Harga Bitcoin baru saja mencetak rekor tertinggi sepanjang masa (ATH) baru di angka US$ 112.040. Meskipun hanya sedikit di atas rekor sebelumnya, peningkatan ini menandai momentum penting yang memperkuat kepercayaan pasar terhadap Bitcoin. Laporan terbaru CryptoWave Media bekerja sama dengan TRIV Research, berjudul “Bitcoin Hits a New All Time High, What’s Next?”, menganalisis tren ini.
Laporan tersebut mengindikasikan bahwa pasar Bitcoin memasuki fase penguatan harga yang baru. CEO dan Founder CryptoWave Media, Goldwin Halim, menjelaskan hal ini sebagai sinyal yang kuat. Laporan ini juga menyebutkan beberapa faktor pendorong di balik rekor harga Bitcoin.
Pendorong Kenaikan Harga Bitcoin
Arus masuk dana ke Exchange Traded Fund (ETF) berbasis Bitcoin mengalami peningkatan signifikan. Puncaknya terjadi pada 3 Juli 2025, mencapai US$ 600 juta. Ini menunjukkan minat institusional terhadap Bitcoin yang semakin besar.
Volume perdagangan kripto dalam 24 jam terakhir juga meningkat 48%, mencapai US$ 62 miliar. Lonjakan ini mencerminkan antusiasme pasar dan partisipasi aktif dari berbagai investor, termasuk institusi besar.
Analisis Teknikal: Prospek Bullish
Analisis teknikal dalam laporan CryptoWave dan TRIV menunjukkan pola *falling wedge* yang telah ditembus ke atas. Target harga berikutnya diproyeksikan mencapai US$ 117.000, asalkan support di US$ 110.000 tetap terjaga.

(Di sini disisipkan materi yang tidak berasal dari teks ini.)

//! Statevector simulation engine.

use num_complex::Complex64;
use rand::Rng;
use rand::distributions::WeightedIndex;
use rand::prelude::Distribution;
use rustc_hash::FxHashMap;
use std::f64::consts::{FRAC_1_SQRT_2, PI};

use qsum_hal::{Counts, HalError, HalResult};
use qsum_ir::{Circuit, GateKind, Instruction, InstructionKind, QubitId, StandardGate};

/// 2x2 unitary in row-major order.
type Matrix2 = [[Complex64; 2]; 2];

const ZERO: Complex64 = Complex64::new(0.0, 0.0);
const ONE: Complex64 = Complex64::new(1.0, 0.0);

/// A statevector representing a quantum state.
///
/// Amplitude index bit `k` is qubit `k`.
#[derive(Debug, Clone)]
pub struct Statevector {
    /// The state amplitudes (2^n complex numbers).
    amplitudes: Vec<Complex64>,
    /// Number of qubits.
    num_qubits: usize,
}

impl Statevector {
    /// Create a new statevector initialized to |0...0⟩.
    pub fn new(num_qubits: usize) -> Self {
        let mut amplitudes = vec![ZERO; 1 << num_qubits];
        amplitudes[0] = ONE;
        Self {
            amplitudes,
            num_qubits,
        }
    }

    /// Run every gate of `circuit` on `|0…0⟩`, global phase included.
    pub fn simulate(circuit: &Circuit) -> Self {
        let mut sv = Self::new(circuit.num_qubits());
        for (_, inst) in circuit.dag().topological_ops() {
            sv.apply(inst);
        }
        sv.apply_global_phase(circuit.global_phase());
        sv
    }

    /// Get the number of qubits.
    pub fn num_qubits(&self) -> usize {
        self.num_qubits
    }

    /// Borrow the amplitudes.
    pub fn amplitudes(&self) -> &[Complex64] {
        &self.amplitudes
    }

    /// Take ownership of the amplitudes.
    pub fn into_amplitudes(self) -> Vec<Complex64> {
        self.amplitudes
    }

    /// Born-rule probability of every basis state.
    pub fn probabilities(&self) -> Vec<f64> {
        self.amplitudes.iter().map(Complex64::norm_sqr).collect()
    }

    /// Apply an instruction to the statevector.
    ///
    /// Measurements and barriers leave the state untouched; sampling happens
    /// once at the end of the circuit.
    pub fn apply(&mut self, instruction: &Instruction) {
        if let InstructionKind::Gate(gate) = &instruction.kind {
            self.apply_gate(&gate.kind, &instruction.qubits);
        }
    }

    fn apply_gate(&mut self, kind: &GateKind, qubits: &[QubitId]) {
        let (base, num_ctrl) = kind.base();
        let (controls, operands) = qubits.split_at(num_ctrl as usize);
        let mut ctrl = controls.iter().fold(0usize, |m, q| m | bit(*q));
        let q = |k: usize| operands[k].index();

        match base {
            StandardGate::I => {}
            StandardGate::X
            | StandardGate::Y
            | StandardGate::Z
            | StandardGate::H
            | StandardGate::S
            | StandardGate::Sdg
            | StandardGate::T
            | StandardGate::Tdg
            | StandardGate::Rx(_)
            | StandardGate::Ry(_)
            | StandardGate::Rz(_)
            | StandardGate::P(_) => {
                if let Some(m) = single_qubit_matrix(base) {
                    self.apply_single(&m, q(0), ctrl);
                }
            }
            StandardGate::CX
            | StandardGate::CY
            | StandardGate::CZ
            | StandardGate::CH
            | StandardGate::CP(_) => {
                ctrl |= 1 << q(0);
                if let Some(m) = controlled_target_matrix(base) {
                    self.apply_single(&m, q(1), ctrl);
                }
            }
            StandardGate::Swap => self.apply_swap(q(0), q(1), ctrl),
            StandardGate::CCX => {
                ctrl |= (1 << q(0)) | (1 << q(1));
                self.apply_single(&pauli_x(), q(2), ctrl);
            }
            StandardGate::CSwap => {
                ctrl |= 1 << q(0);
                self.apply_swap(q(1), q(2), ctrl);
            }
        }
    }

    /// Apply `m` to `target` on every basis state whose `ctrl` bits are all set.
    fn apply_single(&mut self, m: &Matrix2, target: usize, ctrl: usize) {
        let tgt_mask = 1 << target;
        let diagonal = m[0][1] == ZERO && m[1][0] == ZERO;

        if diagonal {
            let (d0, d1) = (m[0][0], m[1][1]);
            for (i, amp) in self.amplitudes.iter_mut().enumerate() {
                if i & ctrl != ctrl {
                    continue;
                }
                *amp *= if i & tgt_mask == 0 { d0 } else { d1 };
            }
            return;
        }

        for i in 0..self.amplitudes.len() {
            if i & tgt_mask != 0 || i & ctrl != ctrl {
                continue;
            }
            let j = i | tgt_mask;
            let a = self.amplitudes[i];
            let b = self.amplitudes[j];
            self.amplitudes[i] = m[0][0] * a + m[0][1] * b;
            self.amplitudes[j] = m[1][0] * a + m[1][1] * b;
        }
    }

    fn apply_swap(&mut self, q1: usize, q2: usize, ctrl: usize) {
        let mask1 = 1 << q1;
        let mask2 = 1 << q2;
        for i in 0..self.amplitudes.len() {
            if i & ctrl != ctrl {
                continue;
            }
            if i & mask1 != 0 && i & mask2 == 0 {
                let j = (i & !mask1) | mask2;
                self.amplitudes.swap(i, j);
            }
        }
    }

    fn apply_global_phase(&mut self, phase: f64) {
        if phase == 0.0 {
            return;
        }
        let factor = Complex64::from_polar(1.0, phase);
        for amp in &mut self.amplitudes {
            *amp *= factor;
        }
    }

    /// Draw `shots` samples of the measured classical bits.
    ///
    /// `measured` lists `(qubit, clbit)` pairs; the bitstring has `num_clbits`
    /// characters with character `c` holding classical bit `c`.
    pub fn sample_counts<R: Rng + ?Sized>(
        &self,
        measured: &[(usize, usize)],
        num_clbits: usize,
        shots: u32,
        rng: &mut R,
    ) -> HalResult<Counts> {
        let mut marginal: FxHashMap<usize, f64> = FxHashMap::default();
        for (i, amp) in self.amplitudes.iter().enumerate() {
            let p = amp.norm_sqr();
            if p == 0.0 {
                continue;
            }
            let outcome = measured
                .iter()
                .filter(|&&(q, _)| (i >> q) & 1 == 1)
                .fold(0usize, |acc, &(_, c)| acc | (1usize << c));
            *marginal.entry(outcome).or_insert(0.0) += p;
        }

        let mut outcomes: Vec<(usize, f64)> = marginal.into_iter().collect();
        outcomes.sort_unstable_by_key(|(o, _)| *o);

        let dist = WeightedIndex::new(outcomes.iter().map(|(_, p)| *p))
            .map_err(|e| HalError::Backend(format!("cannot sample final state: {e}")))?;

        let mut tallies = vec![0u64; outcomes.len()];
        for _ in 0..shots {
            tallies[dist.sample(rng)] += 1;
        }

        let mut counts = Counts::new();
        for ((outcome, _), n) in outcomes.iter().zip(tallies) {
            if n > 0 {
                counts.insert(outcome_to_bitstring(*outcome, num_clbits), n);
            }
        }
        Ok(counts)
    }
}

#[inline]
fn bit(q: QubitId) -> usize {
    1 << q.index()
}

/// Render `outcome` with bit `c` as character `c`.
pub(crate) fn outcome_to_bitstring(outcome: usize, width: usize) -> String {
    (0..width)
        .map(|c| if (outcome >> c) & 1 == 1 { '1' } else { '0' })
        .collect()
}

fn pauli_x() -> Matrix2 {
    [[ZERO, ONE], [ONE, ZERO]]
}

fn phase(theta: f64) -> Matrix2 {
    [[ONE, ZERO], [ZERO, Complex64::from_polar(1.0, theta)]]
}

fn single_qubit_matrix(gate: &StandardGate) -> Option<Matrix2> {
    let i = Complex64::i();
    let m = match gate {
        StandardGate::I => [[ONE, ZERO], [ZERO, ONE]],
        StandardGate::X => pauli_x(),
        StandardGate::Y => [[ZERO, -i], [i, ZERO]],
        StandardGate::Z => phase(PI),
        StandardGate::H => {
            let h = Complex64::new(FRAC_1_SQRT_2, 0.0);
            [[h, h], [h, -h]]
        }
        StandardGate::S => phase(PI / 2.0),
        StandardGate::Sdg => phase(-PI / 2.0),
        StandardGate::T => phase(PI / 4.0),
        StandardGate::Tdg => phase(-PI / 4.0),
        StandardGate::Rx(theta) => {
            let c = Complex64::new((theta / 2.0).cos(), 0.0);
            let s = Complex64::new(0.0, -(theta / 2.0).sin());
            [[c, s], [s, c]]
        }
        StandardGate::Ry(theta) => {
            let c = Complex64::new((theta / 2.0).cos(), 0.0);
            let s = Complex64::new((theta / 2.0).sin(), 0.0);
            [[c, -s], [s, c]]
        }
        StandardGate::Rz(theta) => [
            [Complex64::from_polar(1.0, -theta / 2.0), ZERO],
            [ZERO, Complex64::from_polar(1.0, theta / 2.0)],
        ],
        StandardGate::P(theta) => phase(*theta),
        _ => return None,
    };
    Some(m)
}

/// Target matrix of a singly-controlled standard gate.
fn controlled_target_matrix(gate: &StandardGate) -> Option<Matrix2> {
    match gate {
        StandardGate::CX => single_qubit_matrix(&StandardGate::X),
        StandardGate::CY => single_qubit_matrix(&StandardGate::Y),
        StandardGate::CZ => single_qubit_matrix(&StandardGate::Z),
        StandardGate::CH => single_qubit_matrix(&StandardGate::H),
        StandardGate::CP(theta) => Some(phase(*theta)),
        _ => None,
    }
}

Kondisi pasar dinilai masih sangat *bullish*, dengan potensi tren kenaikan yang berlanjut. Volume perdagangan yang tinggi di sekitar level ATH menunjukkan keyakinan pasar terhadap potensi kenaikan harga, bukan tanda distribusi atau pembalikan arah dalam jangka pendek. Namun, perlu diingat bahwa riset ini hanya untuk tujuan edukasi dan informasi, bukan saran investasi.
Prediksi Harga Bitcoin dan Faktor Likuiditas
Max Keiser, tokoh ternama di dunia kripto dan Ketua Volcano Energy, memprediksi harga Bitcoin akan mencapai US$ 220.000 (sekitar Rp 3,56 miliar) pada tahun 2025. Keiser telah konsisten memprediksi harga Bitcoin enam digit sejak 2021.
Keiser menekankan terbatasnya pasokan Bitcoin sebagai faktor utama di balik prediksinya. Arus keluar Bitcoin dari bursa menunjukkan berkurangnya Bitcoin yang tersedia untuk diperdagangkan. Dengan permintaan yang tetap tinggi atau bahkan meningkat, harga berpotensi melonjak tajam.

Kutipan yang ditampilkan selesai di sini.